In this paper, NN modeling was proposed as an alternative tool for forecasting transportation infrastructure impacts of renewable energy industry in Iowa using panel data. The data for this study was collated from a number of sources aimed at documenting the physical and fiscal impacts to the transportation system due to renewable energy facility construction or operations in Iowa. The data is structured as a panel of 24 cross-sections (24 counties in the northern, western, and southern part of Iowa) and ten time periods from 1999 to 2008, and includes maintenance-related costs, Pavement Condition Index (PCI), renewable energy plant capacity, years of plant operation, traffic volume information, and environmental and agricultural factors.
Back-propagation NN models using a Quasi-Newton second-order training algorithm were developed to compute forecasts. Ensembles of well-trained NNs were formed to achieve significant improvements in generalization performance. NN models seem to offer good forecasts of pavement condition (PCI) and reasonable forecasts of gravel road maintenance-related costs for the year on which the models were tested. Further, the NN models could identify the presence of biofuel plants and wind farms as well as large-truck traffic as the most sensitive parameters impacting pavement condition and maintenance-related costs. Pavement deterioration resulting from traffic loads are associated with both the biofuel plants and wind farms. The effect of biodiesel/ethanol plants is higher on gravel roads maintenance-related costs than that of wind farms. This is because the operation of wind turbines may not impact roads at a regular basis as opposed to ethanol and biodiesel plants that require regular transportation of raw material and final products during operation.

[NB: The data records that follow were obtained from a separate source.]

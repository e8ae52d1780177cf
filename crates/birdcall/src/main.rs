use std::{io::Read, path::PathBuf, process::ExitCode, sync::Arc};

use clap::Parser;
use tracing::error;

use birdcall_core::{
    attachment::FileAttachment, config::Config, dispatch::Dispatcher, ports::Attachment,
};
use birdcall_reqwest::ReqwestTransport;

/// Send a notification as an X/Twitter direct message or public post.
#[derive(Debug, Parser)]
#[command(name = "birdcall", version)]
struct Cli {
    /// Endpoint URL: x://ckey/csecret/akey/asecret[/@user...][?mode=dm|tweet&batch=yes&cache=yes]
    #[arg(long, env = "BIRDCALL_URL")]
    url: Option<String>,

    /// Message body; read from stdin when omitted.
    #[arg(short, long)]
    body: Option<String>,

    #[arg(short, long, default_value = "")]
    title: String,

    /// Image to attach (repeatable).
    #[arg(short, long = "attach", value_name = "PATH")]
    attachments: Vec<PathBuf>,
}

#[tokio::main]
async fn main() -> Result<ExitCode, birdcall_core::Error> {
    birdcall_core::logging::init("birdcall")?;

    let cli = Cli::parse();

    let mut cfg = Config::load()?;
    if cli.url.is_some() {
        cfg.url = cli.url;
    }

    let body = match cli.body {
        Some(b) => b,
        None => {
            let mut buf = String::new();
            std::io::stdin().read_to_string(&mut buf)?;
            buf.trim_end_matches(['\r', '\n']).to_string()
        }
    };

    let transport = Arc::new(ReqwestTransport::from_config(&cfg)?);
    let mut dispatcher = Dispatcher::from_config(&cfg, transport)?;

    let files: Vec<FileAttachment> = cli.attachments.into_iter().map(FileAttachment::new).collect();
    let attachments: Vec<&dyn Attachment> = files.iter().map(|f| f as &dyn Attachment).collect();

    if dispatcher.dispatch(&body, &cli.title, &attachments).await {
        Ok(ExitCode::SUCCESS)
    } else {
        error!("notification to {} failed", dispatcher.endpoint());
        Ok(ExitCode::FAILURE)
    }
}
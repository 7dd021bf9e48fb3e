// Modules
pub mod colormap;
mod layout;

// Re-exports
pub use colormap::ColorScale;
pub use layout::{Layout, PixelRect, Rect};

// Imports
use std::path::Path;

use itertools::Itertools;
use plotters::{
    coord::Shift,
    prelude::*,
    style::text_anchor::{HPos, Pos, VPos},
};
use thiserror::Error;

use crate::{clustering::Dendrogram, heatmap::ClusteredCorrelation};

/// Extent of the colorbar gradient, 0.06 wide for a `[-1, 1]` range
const COLORBAR_ASPECT: f64 = 0.06 / 2.0;
const COLORBAR_NB_STEPS: usize = 200;
const COLORBAR_TICK_STEP: f64 = 0.25;
/// Headroom above the highest merge
const DENDROGRAM_MARGIN: f64 = 1.05;
const TICK_LENGTH_PT: f64 = 3.5;
const TICK_PAD_PT: f64 = 3.5;
/// Rough advance of a sans-serif glyph, relative to the font size
const GLYPH_WIDTH_FACTOR: f64 = 0.6;
const FONT_FAMILY: &str = "sans-serif";

#[derive(Debug, Clone, Copy)]
pub struct FigureParameters {
    pub width_in: f64,
    pub height_in: f64,
    pub dpi: u32,
    pub label_size_pt: f64,
    pub show_row_dendrogram: bool,
    pub color_scale: ColorScale,
    pub layout: Layout,
}

impl Default for FigureParameters {
    fn default() -> Self {
        Self {
            width_in: 12.0,
            height_in: 12.0,
            dpi: 100,
            label_size_pt: 10.0,
            show_row_dendrogram: false,
            color_scale: ColorScale::default(),
            layout: Layout::default(),
        }
    }
}

impl FigureParameters {
    pub fn size_px(&self) -> (u32, u32) {
        let dpi = self.dpi as f64;
        ((self.width_in * dpi).round().max(1.0) as u32, (self.height_in * dpi).round().max(1.0) as u32)
    }

    /// Converts points to pixels
    pub fn pt_to_px(
        &self,
        pt: f64,
    ) -> f64 {
        pt * self.dpi as f64 / 72.0
    }
}

pub fn render_to_file<Q: AsRef<Path>>(
    cc: &ClusteredCorrelation,
    params: &FigureParameters,
    filepath: Q,
) -> Result<(), Error> {
    let filepath = filepath.as_ref();
    let size = params.size_px();
    let is_svg = filepath.extension().and_then(|s| s.to_str()).is_some_and(|ext| ext.eq_ignore_ascii_case("svg"));

    if is_svg {
        let root = SVGBackend::new(filepath, size).into_drawing_area();
        render(cc, params, &root)?;
        root.present().map_err(|e| Error::Drawing(e.to_string()))?;
    } else {
        let root = BitMapBackend::new(filepath, size).into_drawing_area();
        render(cc, params, &root)?;
        root.present().map_err(|e| Error::Drawing(e.to_string()))?;
    }
    tracing::debug!(path = %filepath.display(), width = size.0, height = size.1, "saved figure");
    Ok(())
}

pub fn render_to_svg_string(
    cc: &ClusteredCorrelation,
    params: &FigureParameters,
) -> Result<String, Error> {
    let mut buffer = String::new();
    {
        let root = SVGBackend::with_string(&mut buffer, params.size_px()).into_drawing_area();
        render(cc, params, &root)?;
        root.present().map_err(|e| Error::Drawing(e.to_string()))?;
    }
    Ok(buffer)
}

/// Draws the column dendrogram, the optional row dendrogram, the heatmap and the colorbar onto `root`
pub fn render<DB: DrawingBackend>(
    cc: &ClusteredCorrelation,
    params: &FigureParameters,
    root: &DrawingArea<DB, Shift>,
) -> Result<(), Error> {
    draw_figure(cc, params, root).map_err(|e| Error::Drawing(e.to_string()))
}

type DrawResult<DB> = Result<(), DrawingAreaErrorKind<<DB as DrawingBackend>::ErrorType>>;

fn draw_figure<DB: DrawingBackend>(
    cc: &ClusteredCorrelation,
    params: &FigureParameters,
    root: &DrawingArea<DB, Shift>,
) -> DrawResult<DB> {
    let (width, height) = params.size_px();
    let layout = &params.layout;
    let font_px = params.pt_to_px(params.label_size_pt);

    root.fill(&WHITE)?;

    let heatmap_px = layout.heatmap.to_pixels(width, height);
    draw_heatmap(root, cc, heatmap_px, params)?;

    draw_column_dendrogram(root, &cc.column_dendrogram, layout.column_dendrogram.to_pixels(width, height))?;

    if params.show_row_dendrogram {
        // keep the tick labels clear of the dendrogram
        let longest = cc.row_labels.iter().map(|label| label.chars().count()).max().unwrap_or_default();
        let label_strip = longest as f64 * GLYPH_WIDTH_FACTOR * font_px
            + params.pt_to_px(TICK_LENGTH_PT + TICK_PAD_PT);
        let mut panel = layout.row_dendrogram.to_pixels(width, height);
        panel.x1 = (heatmap_px.x0 - label_strip.round() as i32).max(panel.x0 + 1).min(panel.x1);
        if panel.x1 > panel.x0 {
            draw_row_dendrogram(root, &cc.row_dendrogram, panel)?;
        } else {
            tracing::warn!("figure too narrow to draw the row dendrogram");
        }
    }

    draw_colorbar(root, layout.colorbar.to_pixels(width, height), params)?;

    Ok(())
}

/// Lower origin, row 0 at the bottom, one tick label per row on the left
fn draw_heatmap<DB: DrawingBackend>(
    root: &DrawingArea<DB, Shift>,
    cc: &ClusteredCorrelation,
    panel: PixelRect,
    params: &FigureParameters,
) -> DrawResult<DB> {
    let (nb_rows, nb_cols) = cc.matrix.dim();
    let cell_w = panel.width() / nb_cols as f64;
    let cell_h = panel.height() / nb_rows as f64;

    let scaled = params.color_scale.rescale(cc.matrix.view());
    let cells = scaled.indexed_iter().map(|((i, j), &value)| {
        let x0 = panel.x0 + (j as f64 * cell_w).round() as i32;
        let x1 = panel.x0 + ((j + 1) as f64 * cell_w).round() as i32;
        let y0 = panel.y1 - ((i + 1) as f64 * cell_h).round() as i32;
        let y1 = panel.y1 - (i as f64 * cell_h).round() as i32;
        Rectangle::new([(x0, y0), (x1, y1)], colormap::bwr(value).filled())
    });
    for cell in cells {
        root.draw(&cell)?;
    }
    root.draw(&Rectangle::new([(panel.x0, panel.y0), (panel.x1, panel.y1)], BLACK.stroke_width(1)))?;

    let tick_len = params.pt_to_px(TICK_LENGTH_PT).round() as i32;
    let tick_pad = params.pt_to_px(TICK_PAD_PT).round() as i32;
    let style = (FONT_FAMILY, params.pt_to_px(params.label_size_pt))
        .into_font()
        .color(&BLACK)
        .pos(Pos::new(HPos::Right, VPos::Center));

    for (i, label) in cc.row_labels.iter().enumerate() {
        let y = panel.y1 - ((i as f64 + 0.5) * cell_h).round() as i32;
        root.draw(&PathElement::new(vec![(panel.x0 - tick_len, y), (panel.x0, y)], BLACK.stroke_width(1)))?;
        root.draw(&Text::new(label.as_str(), (panel.x0 - tick_len - tick_pad, y), style.clone()))?;
    }
    Ok(())
}

fn dendrogram_height_range(dendrogram: &Dendrogram) -> f64 {
    match dendrogram.max_height() * DENDROGRAM_MARGIN {
        range if range > 0.0 => range,
        _ => 1.0,
    }
}

/// Root on top, leaves along the bottom edge
fn draw_column_dendrogram<DB: DrawingBackend>(
    root: &DrawingArea<DB, Shift>,
    dendrogram: &Dendrogram,
    panel: PixelRect,
) -> DrawResult<DB> {
    let span = dendrogram.span();
    let range = dendrogram_height_range(dendrogram);
    let to_px = |(pos, h): (f64, f64)| -> (i32, i32) {
        (
            panel.x0 + (pos / span * panel.width()).round() as i32,
            panel.y1 - (h / range * panel.height()).round() as i32,
        )
    };
    draw_links(root, dendrogram, to_px)
}

/// Root on the left, leaves along the right edge, leaf 0 at the bottom
fn draw_row_dendrogram<DB: DrawingBackend>(
    root: &DrawingArea<DB, Shift>,
    dendrogram: &Dendrogram,
    panel: PixelRect,
) -> DrawResult<DB> {
    let span = dendrogram.span();
    let range = dendrogram_height_range(dendrogram);
    let to_px = |(pos, h): (f64, f64)| -> (i32, i32) {
        (
            panel.x1 - (h / range * panel.width()).round() as i32,
            panel.y1 - (pos / span * panel.height()).round() as i32,
        )
    };
    draw_links(root, dendrogram, to_px)
}

fn draw_links<DB, F>(
    root: &DrawingArea<DB, Shift>,
    dendrogram: &Dendrogram,
    to_px: F,
) -> DrawResult<DB>
where
    DB: DrawingBackend,
    F: Fn((f64, f64)) -> (i32, i32),
{
    for link in dendrogram.links() {
        let points = link.points.iter().copied().map(&to_px).collect_vec();
        root.draw(&PathElement::new(points, colormap::link_color(link.color).stroke_width(1)))?;
    }
    Ok(())
}

/// Vertical gradient from +1 (top) to -1 (bottom), ticks on the right
fn draw_colorbar<DB: DrawingBackend>(
    root: &DrawingArea<DB, Shift>,
    panel: PixelRect,
    params: &FigureParameters,
) -> DrawResult<DB> {
    let bar = panel.fit_aspect(COLORBAR_ASPECT);
    let step_h = bar.height() / COLORBAR_NB_STEPS as f64;

    for k in 0..COLORBAR_NB_STEPS {
        let value = 1.0 - 0.01 * k as f64;
        let y0 = bar.y0 + (k as f64 * step_h).round() as i32;
        let y1 = bar.y0 + ((k + 1) as f64 * step_h).round() as i32;
        root.draw(&Rectangle::new([(bar.x0, y0), (bar.x1, y1)], colormap::bwr(value).filled()))?;
    }
    root.draw(&Rectangle::new([(bar.x0, bar.y0), (bar.x1, bar.y1)], BLACK.stroke_width(1)))?;

    let tick_len = params.pt_to_px(TICK_LENGTH_PT).round() as i32;
    let tick_pad = params.pt_to_px(TICK_PAD_PT).round() as i32;
    let style = (FONT_FAMILY, params.pt_to_px(params.label_size_pt))
        .into_font()
        .color(&BLACK)
        .pos(Pos::new(HPos::Left, VPos::Center));

    let nb_ticks = (2.0 / COLORBAR_TICK_STEP).round() as usize + 1;
    for tick in 0..nb_ticks {
        let value = -1.0 + tick as f64 * COLORBAR_TICK_STEP;
        let y = bar.y1 - ((value + 1.0) / 2.0 * bar.height()).round() as i32;
        root.draw(&PathElement::new(vec![(bar.x1, y), (bar.x1 + tick_len, y)], BLACK.stroke_width(1)))?;
        root.draw(&Text::new(format!("{value:.2}"), (bar.x1 + tick_len + tick_pad, y), style.clone()))?;
    }
    Ok(())
}

#[derive(Debug, Error)]
pub enum Error {
    #[error("Failed to draw the figure, {0}")]
    Drawing(String),
}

Due to the availability of limited data, it was difficult to estimate the number of years (time periods) required for proper training, validation, and testing. As a result, the developed models could only be tested for one year. The availability and use of longer time series is a promising avenue to validate this work.

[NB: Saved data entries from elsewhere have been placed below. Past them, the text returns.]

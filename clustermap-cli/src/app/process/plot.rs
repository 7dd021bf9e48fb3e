use clustermap_core::io::read_frame_from_file;

use super::*;

pub fn process_plot(
    mut mat: ArgMatches,
    config: &Config,
) -> anyhow::Result<()> {
    let input: PathBuf = mat.remove_one("input").context("Missing input filepath")?;
    if !input.is_file() {
        bail!("Invalid filepath: '{}'", input.display())
    }

    let csv_options = remove_csv_options(&mut mat)?;
    let cluster_params = remove_cluster_parameters(&mut mat, config)?;
    let fig_params = remove_figure_parameters(&mut mat, config)?;
    let outputs = Outputs::remove_from(&mut mat)?;

    let spinner = simple_spinner(Some(format!("Loading '{}'", input.display())), Some(200), None);
    let frame = read_frame_from_file(&input, &csv_options)
        .with_context(|| format!("Failed to read '{}'", input.display()))?;
    spinner.finish();
    tracing::info!(samples = frame.nb_samples(), features = frame.nb_features(), "loaded input");

    let cc = ClusteredCorrelation::compute(&frame, &cluster_params)?;
    render_and_export(&cc, &fig_params, &outputs, config)
}
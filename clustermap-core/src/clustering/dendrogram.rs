// Imports
use crate::clustering::Linkage;

/// Default colour threshold, relative to the highest merge
pub const COLOR_THRESHOLD_FACTOR: f64 = 0.7;
/// Number of distinct cluster colours before cycling
pub const NB_CLUSTER_COLORS: usize = 9;

#[derive(Debug, Clone, Copy, PartialEq)]
pub enum Coloring {
    /// Subtrees merged below the threshold (absolute height) share a colour, `None` picks
    /// `COLOR_THRESHOLD_FACTOR` times the highest merge
    Threshold(Option<f64>),
    Uniform,
}

impl Default for Coloring {
    fn default() -> Self {
        Self::Threshold(None)
    }
}

#[derive(Debug, Clone, Copy, PartialEq, Eq)]
pub enum LinkColor {
    AboveThreshold,
    /// In `1..=NB_CLUSTER_COLORS`
    Cluster(usize),
    Uniform,
}

/// U-shaped link joining two children, points are `(position, height)` pairs going from the left child up,
/// across, and down to the right child
#[derive(Debug, Clone, PartialEq)]
pub struct Link {
    pub points: [(f64, f64); 4],
    pub color: LinkColor,
}

#[derive(Debug, Clone, PartialEq)]
pub struct Dendrogram {
    leaves: Vec<usize>,
    links: Vec<Link>,
    max_height: f64,
}

impl Dendrogram {
    /// Spacing between two consecutive leaves
    pub const LEAF_SPACING: f64 = 10.0;

    pub fn from_linkage(
        linkage: &Linkage,
        coloring: Coloring,
    ) -> Self {
        let max_height = *linkage.max_height();
        let threshold = match coloring {
            Coloring::Threshold(Some(threshold)) => Some(threshold),
            Coloring::Threshold(None) => Some(COLOR_THRESHOLD_FACTOR * max_height),
            Coloring::Uniform => None,
        };

        let mut walker = Walker {
            linkage,
            threshold,
            next_color: 0,
            leaves: Vec::with_capacity(linkage.nb_leaves()),
            links: Vec::with_capacity(linkage.merges().len()),
        };
        walker.walk(linkage.root(), None);

        Self { leaves: walker.leaves, links: walker.links, max_height }
    }

    /// Observation ids, in display order
    pub fn leaves(&self) -> &[usize] {
        &self.leaves
    }

    pub fn links(&self) -> &[Link] {
        &self.links
    }

    pub fn max_height(&self) -> f64 {
        self.max_height
    }

    pub fn nb_leaves(&self) -> usize {
        self.leaves.len()
    }

    /// Extent of the position axis, leaf `i` sits at `LEAF_SPACING * (i + 0.5)`
    pub fn span(&self) -> f64 {
        Self::LEAF_SPACING * self.leaves.len() as f64
    }
}

struct Walker<'a> {
    linkage: &'a Linkage,
    threshold: Option<f64>,
    next_color: usize,
    leaves: Vec<usize>,
    links: Vec<Link>,
}

impl Walker<'_> {
    /// Returns the position and height of `id`
    fn walk(
        &mut self,
        id: usize,
        inherited: Option<LinkColor>,
    ) -> (f64, f64) {
        let Some(merge_idx) = id.checked_sub(self.linkage.nb_leaves()) else {
            let position = Dendrogram::LEAF_SPACING * (self.leaves.len() as f64 + 0.5);
            self.leaves.push(id);
            return (position, 0.0);
        };
        let merge = self.linkage.merges()[merge_idx];
        let height = *merge.height;

        let color = match (self.threshold, inherited) {
            (None, _) => LinkColor::Uniform,
            (Some(_), Some(color)) => color,
            (Some(threshold), None) if height < threshold => {
                self.next_color += 1;
                LinkColor::Cluster((self.next_color - 1) % NB_CLUSTER_COLORS + 1)
            }
            (Some(_), None) => LinkColor::AboveThreshold,
        };
        let passed_down = matches!(color, LinkColor::Cluster(_)).then_some(color);

        let (left_pos, left_height) = self.walk(merge.left, passed_down);
        let (right_pos, right_height) = self.walk(merge.right, passed_down);

        self.links.push(Link {
            points: [(left_pos, left_height), (left_pos, height), (right_pos, height), (right_pos, right_height)],
            color,
        });

        ((left_pos + right_pos) / 2.0, height)
    }
}

#[cfg(test)]
mod test {
    use itertools::Itertools;
    use ndarray::array;

    use super::*;
    use crate::{
        assert_float_eq,
        clustering::{Method, linkage},
    };

    fn five_points() -> Linkage {
        linkage(array![[0.0], [1.0], [5.0], [6.0], [20.0]].view(), Method::Ward).unwrap()
    }

    #[test]
    fn dendrogram_layout_test() {
        let dendrogram = Dendrogram::from_linkage(&five_points(), Coloring::default());

        assert_eq!(dendrogram.leaves(), [4, 0, 1, 2, 3]);
        assert_float_eq!(dendrogram.span(), 50.0);
        assert_eq!(dendrogram.links().len(), 4);

        // links come out children first, the root last
        let root = dendrogram.links().last().unwrap();
        assert_float_eq!(root.points[0].0, 5.0);
        assert_float_eq!(root.points[0].1, 0.0);
        // {0, 1} sits at 20, {2, 3} at 40, their union at 30
        assert_float_eq!(root.points[3].0, 30.0);
        assert_float_eq!(root.points[1].1, dendrogram.max_height());

        let first = &dendrogram.links()[0];
        assert_eq!(first.points.map(|(pos, _)| pos), [15.0, 15.0, 25.0, 25.0]);
        assert_eq!(first.points.map(|(_, h)| h), [0.0, 1.0, 1.0, 0.0]);
    }

    #[test]
    fn dendrogram_coloring_test() {
        let dendrogram = Dendrogram::from_linkage(&five_points(), Coloring::default());
        let colors = dendrogram.links().iter().map(|link| link.color).collect_vec();
        // max height ~21.5, threshold ~15: {0, 1, 2, 3} (height ~7.07) is one cluster, the root is above
        assert_eq!(colors, [
            LinkColor::Cluster(1),
            LinkColor::Cluster(1),
            LinkColor::Cluster(1),
            LinkColor::AboveThreshold
        ]);

        let dendrogram = Dendrogram::from_linkage(&five_points(), Coloring::Threshold(Some(5.0)));
        let colors = dendrogram.links().iter().map(|link| link.color).collect_vec();
        assert_eq!(colors, [
            LinkColor::Cluster(1),
            LinkColor::Cluster(2),
            LinkColor::AboveThreshold,
            LinkColor::AboveThreshold
        ]);

        let dendrogram = Dendrogram::from_linkage(&five_points(), Coloring::Uniform);
        assert!(dendrogram.links().iter().all(|link| link.color == LinkColor::Uniform));
    }
}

In developing the NN forecasting models, the effect of specific regional and time characteristics were taken into account using a slightly modified approach rather than using regional dummies and time dummies as typically done in panel data regression modeling. An alternative way of modeling regional-specific characteristics is to group the 24 counties in three directional bins (north, south, west), in which case r ranges from 1 to 3, and R = 3. It is recommended that future studies validate the efficacy of this approach.
Caption: Fig. 1. (a) Map of Iowa ethanol; (b) Map of Iowa wind farms (Source: Iowa Department of Economic Development; Iowa DOT)
Caption: Fig. 2. Schematic of a typical feed-forward Multi-Layered Perceptron (MLP) BackPropagation Neural Network (BPNN) (Note: this architecture with a single hidden layer is denoted as A-B-C, where A represents the number of inputs (n); B represents the number of hidden neurons (m); and C represents the number of outputs (1))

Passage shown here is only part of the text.